» What the task asks: Tally the lines below that contain "arch" and reply with only the tally.

==================================================

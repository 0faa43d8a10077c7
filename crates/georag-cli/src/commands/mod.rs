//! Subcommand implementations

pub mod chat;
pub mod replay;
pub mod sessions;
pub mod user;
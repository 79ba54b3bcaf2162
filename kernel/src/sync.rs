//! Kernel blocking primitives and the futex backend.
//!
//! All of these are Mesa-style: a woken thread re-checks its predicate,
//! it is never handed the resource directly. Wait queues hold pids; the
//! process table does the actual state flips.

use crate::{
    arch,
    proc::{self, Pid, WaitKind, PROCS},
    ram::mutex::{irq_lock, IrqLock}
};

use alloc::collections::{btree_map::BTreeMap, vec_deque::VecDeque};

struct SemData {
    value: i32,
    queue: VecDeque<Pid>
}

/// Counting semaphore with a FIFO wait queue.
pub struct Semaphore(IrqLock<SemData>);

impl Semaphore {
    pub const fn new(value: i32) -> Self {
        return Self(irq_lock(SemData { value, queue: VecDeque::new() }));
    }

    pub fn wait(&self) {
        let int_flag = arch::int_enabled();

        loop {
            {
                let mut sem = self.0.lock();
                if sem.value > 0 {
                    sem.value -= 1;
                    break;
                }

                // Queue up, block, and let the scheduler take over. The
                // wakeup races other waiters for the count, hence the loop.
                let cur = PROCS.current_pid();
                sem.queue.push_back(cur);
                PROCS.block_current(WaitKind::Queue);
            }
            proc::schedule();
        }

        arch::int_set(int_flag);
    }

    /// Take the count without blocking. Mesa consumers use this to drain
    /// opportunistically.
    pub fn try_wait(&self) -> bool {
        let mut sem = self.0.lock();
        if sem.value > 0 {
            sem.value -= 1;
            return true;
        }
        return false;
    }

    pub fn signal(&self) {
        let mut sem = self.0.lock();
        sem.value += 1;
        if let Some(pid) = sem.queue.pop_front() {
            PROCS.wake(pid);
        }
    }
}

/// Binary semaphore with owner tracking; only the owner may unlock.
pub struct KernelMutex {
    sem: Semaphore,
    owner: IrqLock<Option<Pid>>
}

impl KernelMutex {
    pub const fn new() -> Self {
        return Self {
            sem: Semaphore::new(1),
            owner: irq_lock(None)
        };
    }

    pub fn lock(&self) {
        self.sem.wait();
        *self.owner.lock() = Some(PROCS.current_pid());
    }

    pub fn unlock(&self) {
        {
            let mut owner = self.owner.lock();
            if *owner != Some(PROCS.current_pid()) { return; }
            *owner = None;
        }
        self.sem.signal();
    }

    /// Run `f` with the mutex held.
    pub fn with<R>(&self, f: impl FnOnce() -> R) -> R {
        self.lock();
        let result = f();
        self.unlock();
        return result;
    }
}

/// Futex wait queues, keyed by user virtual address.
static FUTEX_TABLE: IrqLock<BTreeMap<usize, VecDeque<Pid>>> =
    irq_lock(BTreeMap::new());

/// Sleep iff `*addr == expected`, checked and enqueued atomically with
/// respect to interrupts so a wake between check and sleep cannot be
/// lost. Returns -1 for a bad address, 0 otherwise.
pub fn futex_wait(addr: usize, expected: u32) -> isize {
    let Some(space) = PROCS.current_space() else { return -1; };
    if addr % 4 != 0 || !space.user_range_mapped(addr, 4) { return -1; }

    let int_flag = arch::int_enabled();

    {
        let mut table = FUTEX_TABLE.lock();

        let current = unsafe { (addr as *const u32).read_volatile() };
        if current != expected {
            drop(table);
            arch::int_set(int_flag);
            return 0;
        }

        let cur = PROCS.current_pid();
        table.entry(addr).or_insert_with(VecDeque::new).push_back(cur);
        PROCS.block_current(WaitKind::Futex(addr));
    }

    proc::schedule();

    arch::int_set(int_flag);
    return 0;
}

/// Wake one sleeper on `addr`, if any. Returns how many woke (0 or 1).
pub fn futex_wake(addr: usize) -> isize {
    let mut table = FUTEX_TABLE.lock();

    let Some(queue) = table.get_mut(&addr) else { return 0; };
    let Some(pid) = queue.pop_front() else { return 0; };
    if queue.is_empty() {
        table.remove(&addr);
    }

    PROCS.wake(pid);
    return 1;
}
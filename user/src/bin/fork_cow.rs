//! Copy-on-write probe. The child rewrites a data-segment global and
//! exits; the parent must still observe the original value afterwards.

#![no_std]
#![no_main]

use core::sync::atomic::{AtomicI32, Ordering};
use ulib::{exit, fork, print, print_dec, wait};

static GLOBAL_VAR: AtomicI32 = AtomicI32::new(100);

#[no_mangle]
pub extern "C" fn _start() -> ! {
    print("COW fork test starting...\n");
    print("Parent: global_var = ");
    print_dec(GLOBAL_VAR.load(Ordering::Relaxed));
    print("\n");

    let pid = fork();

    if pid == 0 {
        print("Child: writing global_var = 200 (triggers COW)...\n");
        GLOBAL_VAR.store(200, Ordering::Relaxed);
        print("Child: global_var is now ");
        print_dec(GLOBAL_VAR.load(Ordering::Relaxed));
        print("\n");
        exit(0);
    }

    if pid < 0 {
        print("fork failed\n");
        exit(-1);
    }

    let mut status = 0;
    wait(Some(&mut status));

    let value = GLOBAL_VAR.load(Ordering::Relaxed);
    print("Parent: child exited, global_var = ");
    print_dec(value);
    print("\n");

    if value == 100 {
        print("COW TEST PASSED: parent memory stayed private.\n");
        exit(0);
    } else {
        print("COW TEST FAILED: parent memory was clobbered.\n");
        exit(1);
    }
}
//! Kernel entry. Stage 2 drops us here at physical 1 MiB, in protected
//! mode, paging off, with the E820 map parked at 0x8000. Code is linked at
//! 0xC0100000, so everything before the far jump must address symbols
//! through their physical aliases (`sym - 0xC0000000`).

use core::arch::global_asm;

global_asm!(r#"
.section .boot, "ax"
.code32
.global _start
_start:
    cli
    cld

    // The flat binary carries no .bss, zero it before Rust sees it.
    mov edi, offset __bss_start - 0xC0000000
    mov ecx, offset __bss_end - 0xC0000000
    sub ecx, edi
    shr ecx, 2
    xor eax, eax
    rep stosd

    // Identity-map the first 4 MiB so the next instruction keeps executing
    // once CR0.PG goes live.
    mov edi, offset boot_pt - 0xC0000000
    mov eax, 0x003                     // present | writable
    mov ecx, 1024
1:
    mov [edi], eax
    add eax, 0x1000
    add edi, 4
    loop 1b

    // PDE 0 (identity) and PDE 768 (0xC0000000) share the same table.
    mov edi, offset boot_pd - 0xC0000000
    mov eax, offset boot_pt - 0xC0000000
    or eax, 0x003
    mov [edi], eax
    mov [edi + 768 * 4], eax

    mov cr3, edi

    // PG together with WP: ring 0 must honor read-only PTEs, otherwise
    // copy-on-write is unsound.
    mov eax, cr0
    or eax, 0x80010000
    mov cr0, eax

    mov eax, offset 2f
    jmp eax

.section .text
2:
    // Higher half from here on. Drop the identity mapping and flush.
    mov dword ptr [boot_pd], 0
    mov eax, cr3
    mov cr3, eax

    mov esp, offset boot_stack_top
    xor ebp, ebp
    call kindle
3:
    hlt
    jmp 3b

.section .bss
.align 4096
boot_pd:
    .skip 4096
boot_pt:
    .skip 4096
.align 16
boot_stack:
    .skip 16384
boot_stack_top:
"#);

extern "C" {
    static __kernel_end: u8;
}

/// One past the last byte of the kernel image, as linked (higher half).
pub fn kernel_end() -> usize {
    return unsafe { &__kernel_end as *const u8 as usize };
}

==================================================

» Task solution: 7